== Segment start ==

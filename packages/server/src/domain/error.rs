//! Domain layer error definitions.

use thiserror::Error;

/// Errors related to Value Objects validation
#[derive(Debug, Error, Clone, PartialEq, Eq)]
pub enum ValueObjectError {
    /// Identifier is not a decimal integer
    #[error("{kind} must be a decimal integer (got: {raw:?})")]
    IdInvalidFormat { kind: &'static str, raw: String },

    /// Identifier is zero or negative
    #[error("{kind} must be positive (got: {value})")]
    IdNotPositive { kind: &'static str, value: i64 },
}

/// Errors raised by repository implementations
#[derive(Debug, Error, Clone, PartialEq, Eq)]
pub enum RepositoryError {
    /// A referenced row does not exist
    #[error("{entity} references missing {referenced} {id}")]
    ForeignKeyViolation {
        entity: &'static str,
        referenced: &'static str,
        id: i32,
    },

    /// A one-to-one relation already has a row
    #[error("{entity} already exists for {owner} {id}")]
    UniqueViolation {
        entity: &'static str,
        owner: &'static str,
        id: i32,
    },

    /// Identifier sequence ran out of positive values
    #[error("identifier sequence for {0} is exhausted")]
    SequenceExhausted(&'static str),

    /// The backing store could not serve the request
    #[error("store unavailable: {0}")]
    Unavailable(String),
}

== Segment end ==

Beginning at the line containing "by repository implementations", repeat each line exactly through the last line of the entries, and include no other lines.

§ **Answer to this exercise**:
/// Errors raised by repository implementations
#[derive(Debug, Error, Clone, PartialEq, Eq)]
pub enum RepositoryError {
    /// A referenced row does not exist
    #[error("{entity} references missing {referenced} {id}")]
    ForeignKeyViolation {
        entity: &'static str,
        referenced: &'static str,
        id: i32,
    },

    /// A one-to-one relation already has a row
    #[error("{entity} already exists for {owner} {id}")]
    UniqueViolation {
        entity: &'static str,
        owner: &'static str,
        id: i32,
    },

    /// Identifier sequence ran out of positive values
    #[error("identifier sequence for {0} is exhausted")]
    SequenceExhausted(&'static str),

    /// The backing store could not serve the request
    #[error("store unavailable: {0}")]
    Unavailable(String),
}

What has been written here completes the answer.